_Problem_
Copy out exactly the lines from the start of the data to the line containing "use tracing::info;". Include both.

_Excerpted records_
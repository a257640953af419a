//! The page controller: wires every feature to the document once at startup
//! and routes browser events to them.
//!
//! Features are independent; each one tolerates its elements being absent.
//! Scroll, resize, anchor navigation and successful submissions queue timers
//! on the page's own [`TimerQueue`]. They run while [`Page::wait`] is awaited.

use crate::config::Config;
use crate::dom::{Document, NodeId, NodeSnapshot, Window};
use crate::form::{FormController, FormState, SubmitOutcome};
use crate::i18n::Language;
use crate::language_switcher::{LanguageSwitcher, SiteState};
use crate::lazy_images::LazyImageLoader;
use crate::menu::{self, MenuController};
use crate::observer::ObserverOptions;
use crate::reveal::RevealAnimator;
use crate::scroll;
use crate::tabs::TabController;
use crate::timer::{Debouncer, TimerQueue};
use serde::Serialize;
use std::cell::{Ref, RefCell};
use std::rc::Rc;
use std::time::Duration;
use tracing::info;

/// A browser event delivered to the page.
#[derive(Debug, Clone, PartialEq)]
pub enum Event {
    Click { target: NodeId },
    Submit { form: NodeId },
    Focus { target: NodeId },
    Blur { target: NodeId },
    Scroll { y: f64 },
    Resize { width: f64 },
    KeyDown { key: String },
}

/// Serializable state of the whole page.
#[derive(Debug, Clone, Serialize)]
pub struct PageSnapshot {
    pub language: &'static str,
    pub window: Window,
    pub document: NodeSnapshot,
}

pub struct Page {
    document: Rc<RefCell<Document>>,
    config: Config,
    state: SiteState,
    language: LanguageSwitcher,
    tabs: TabController,
    form: Option<FormController>,
    menu: Option<MenuController>,
    reveal: RevealAnimator,
    lazy_images: LazyImageLoader,
    timers: TimerQueue,
    scroll_spy: Debouncer,
    resize: Debouncer,
}

impl Page {
    /// Run every feature initializer against `document` (the DOM-ready step).
    pub fn init(mut document: Document, config: Config) -> Self {
        let mut state = SiteState::new(config.default_language);
        let language = LanguageSwitcher::init(&mut document, &mut state, config.default_language);
        let tabs = TabController::init(&document);
        let form = FormController::init(&mut document);
        let menu = MenuController::init(&document);
        let reveal = RevealAnimator::init(
            &mut document,
            ObserverOptions {
                threshold: config.reveal_threshold,
                root_margin_bottom: config.reveal_bottom_margin,
            },
        );
        let lazy_images = LazyImageLoader::init(&document);

        let mut page = Page {
            document: Rc::new(RefCell::new(document)),
            config,
            state,
            language,
            tabs,
            form,
            menu,
            reveal,
            lazy_images,
            timers: TimerQueue::new(),
            scroll_spy: Debouncer::new("scroll-spy"),
            resize: Debouncer::new("resize"),
        };
        page.process_intersections();
        info!("Site controller ready");
        page
    }

    pub fn document(&self) -> Ref<'_, Document> {
        self.document.borrow()
    }

    pub fn language(&self) -> Language {
        self.state.language()
    }

    pub fn set_language(&mut self, language: Language) {
        let mut document = self.document.borrow_mut();
        self.language.set_language(&mut document, &mut self.state, language);
    }

    pub fn form_state(&self) -> Option<FormState> {
        self.form.as_ref().map(FormController::state)
    }

    /// Type `value` into a form control.
    pub fn input(&mut self, target: NodeId, value: &str) {
        self.document
            .borrow_mut()
            .element_mut(target)
            .set_value(value);
    }

    pub fn dispatch(&mut self, event: Event) {
        match event {
            Event::Click { target } => self.click(target),
            Event::Submit { form } => {
                self.submit(form);
            }
            Event::Focus { target } => {
                if let Some(form) = &self.form {
                    form.handle_focus(&mut self.document.borrow_mut(), target);
                }
            }
            Event::Blur { target } => {
                if let Some(form) = &self.form {
                    form.handle_blur(&mut self.document.borrow_mut(), target);
                }
            }
            Event::Scroll { y } => {
                self.document.borrow_mut().window.scroll_y = y.max(0.0);
                self.scrolled();
            }
            Event::Resize { width } => self.resized(width),
            Event::KeyDown { key } => {
                if key == "Escape" {
                    menu::close(&mut self.document.borrow_mut());
                }
            }
        }
    }

    /// Submit the inquiry form; `None` when `form` is not the inquiry form.
    pub fn submit(&mut self, form: NodeId) -> Option<SubmitOutcome> {
        let controller = self.form.as_mut().filter(|c| c.form() == form)?;
        Some(controller.submit(
            &self.document,
            &self.timers,
            self.state.language(),
            self.config.success_dismiss,
        ))
    }

    /// Let `duration` pass, running the page timers that come due.
    pub async fn wait(&self, duration: Duration) {
        self.timers.advance(duration).await;
    }

    // Listener order follows registration order at startup; language and
    // menu toggles stop propagation before the document-level handler.
    fn click(&mut self, target: NodeId) {
        let mut navigated = false;
        {
            let mut document = self.document.borrow_mut();

            if let Some(button) = self.language.button_for(&document, target) {
                self.language.activate(&mut document, &mut self.state, button);
                return;
            }

            if let Some(trigger) = self.tabs.trigger_for(&document, target) {
                self.tabs.activate(&mut document, trigger);
            }

            if let Some(anchor) = scroll::anchor_for(&document, target) {
                if scroll::navigate(&mut document, anchor, self.config.anchor_gap).is_some() {
                    menu::close(&mut document);
                    navigated = true;
                }
            }

            if let Some(controller) = &self.menu {
                if controller.is_toggle(&document, target) {
                    menu::toggle(&mut document);
                } else {
                    if controller.is_menu_link(&document, target) {
                        menu::close(&mut document);
                    }
                    controller.handle_document_click(&mut document, target);
                }
            }
        }

        if navigated {
            self.scrolled();
        }
    }

    fn scrolled(&mut self) {
        self.process_intersections();

        let document = Rc::clone(&self.document);
        let offset = self.config.spy_offset;
        let delay = self.config.scroll_debounce;
        self.scroll_spy.schedule(&self.timers, delay, move || {
            scroll::update_active_nav(&mut document.borrow_mut(), offset);
        });
    }

    fn resized(&mut self, width: f64) {
        self.document.borrow_mut().window.inner_width = width;

        let document = Rc::clone(&self.document);
        let breakpoint = self.config.mobile_breakpoint;
        let delay = self.config.resize_debounce;
        self.resize.schedule(&self.timers, delay, move || {
            menu::close_if_wider_than(&mut document.borrow_mut(), breakpoint);
        });
    }

    fn process_intersections(&mut self) {
        let mut document = self.document.borrow_mut();
        self.reveal.process(&mut document);
        self.lazy_images.process(&mut document);
    }

    pub fn snapshot(&self) -> PageSnapshot {
        let document = self.document.borrow();
        PageSnapshot {
            language: self.state.language().code(),
            window: document.window.clone(),
            document: document.snapshot(),
        }
    }
}
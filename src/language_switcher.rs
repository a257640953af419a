//! Language switcher: `.lang-btn[data-lang]` controls and `[data-lang-target]` blocks.

use crate::dom::{Document, NodeId};
use crate::i18n::Language;
use tracing::{info, warn};

const BUTTONS: &str = ".lang-btn";
const TAGGED: &str = "[data-lang-target]";

/// Application state shared by the text-producing parts of the page.
///
/// The active language lives here rather than being read back from the
/// document; `body[data-lang]` is only a mirror for stylesheets.
#[derive(Debug, Clone, Copy, PartialEq, Eq, Default)]
pub struct SiteState {
    language: Language,
}

impl SiteState {
    pub fn new(language: Language) -> Self {
        SiteState { language }
    }

    pub fn language(&self) -> Language {
        self.language
    }

    fn set_language(&mut self, language: Language) {
        self.language = language;
    }
}

#[derive(Debug, Clone)]
pub struct LanguageSwitcher {
    buttons: Vec<NodeId>,
}

impl LanguageSwitcher {
    /// Collect the toggle controls and apply `initial` to the page.
    pub fn init(document: &mut Document, state: &mut SiteState, initial: Language) -> Self {
        let switcher = LanguageSwitcher {
            buttons: document.query_all(BUTTONS),
        };
        switcher.set_language(document, state, initial);
        switcher
    }

    /// The toggle control a click on `target` lands on, if any.
    pub fn button_for(&self, document: &Document, target: NodeId) -> Option<NodeId> {
        document
            .closest(target, BUTTONS)
            .filter(|button| self.buttons.contains(button))
    }

    /// Handle activation of a toggle control.
    ///
    /// Controls naming an unsupported language leave the page untouched.
    pub fn activate(&self, document: &mut Document, state: &mut SiteState, button: NodeId) {
        let code = document
            .element(button)
            .attribute("data-lang")
            .unwrap_or_default()
            .to_string();
        info!("Language button clicked: {}", code);

        match Language::from_code(&code) {
            Ok(language) => self.set_language(document, state, language),
            Err(e) => warn!("Ignoring language toggle: {}", e),
        }
    }

    /// Make `language` active and update every view that depends on it.
    pub fn set_language(&self, document: &mut Document, state: &mut SiteState, language: Language) {
        info!("Setting language to: {} ({})", language.native_name(), language);
        state.set_language(language);

        for &button in &self.buttons {
            let element = document.element_mut(button);
            element.remove_class("active");
            if element.attribute("data-lang") == Some(language.code()) {
                element.add_class("active");
            }
        }

        let body = document.body();
        document
            .element_mut(body)
            .set_attribute("data-lang", language.code());

        apply_visibility(document, language);
        update_option_labels(document, language);
    }
}

/// Show blocks tagged with `language`, hide every other tagged block.
fn apply_visibility(document: &mut Document, language: Language) {
    for node in document.query_all(TAGGED) {
        let element = document.element_mut(node);
        if element.attribute("data-lang-target") == Some(language.code()) {
            element.remove_class("hidden");
            element.set_style("display", "");
        } else {
            element.add_class("hidden");
            element.set_style("display", "none");
        }
    }
}

/// Native select controls render an option's own label only, so copy the
/// localized text of the matching tagged child into it.
fn update_option_labels(document: &mut Document, language: Language) {
    for option in document.query_all("option") {
        let label = document
            .query_all_within(option, TAGGED)
            .into_iter()
            .filter(|&n| document.element(n).attribute("data-lang-target") == Some(language.code()))
            .map(|n| document.element(n).text().to_string())
            .last();

        if let Some(label) = label.filter(|l| !l.is_empty()) {
            document.element_mut(option).set_text(&label);
        }
    }
}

_Expected output_
repository a257640953af419a
//! The page controller: wires every feature to the document once at startup
//! and routes browser events to them.
//!
//! Features are independent; each one tolerates its elements being absent.
//! Scroll, resize, anchor navigation and successful submissions queue timers
//! on the page's own [`TimerQueue`]. They run while [`Page::wait`] is awaited.

use crate::config::Config;
use crate::dom::{Document, NodeId, NodeSnapshot, Window};
use crate::form::{FormController, FormState, SubmitOutcome};
use crate::i18n::Language;
use crate::language_switcher::{LanguageSwitcher, SiteState};
use crate::lazy_images::LazyImageLoader;
use crate::menu::{self, MenuController};
use crate::observer::ObserverOptions;
use crate::reveal::RevealAnimator;
use crate::scroll;
use crate::tabs::TabController;
use crate::timer::{Debouncer, TimerQueue};
use serde::Serialize;
use std::cell::{Ref, RefCell};
use std::rc::Rc;
use std::time::Duration;
use tracing::info;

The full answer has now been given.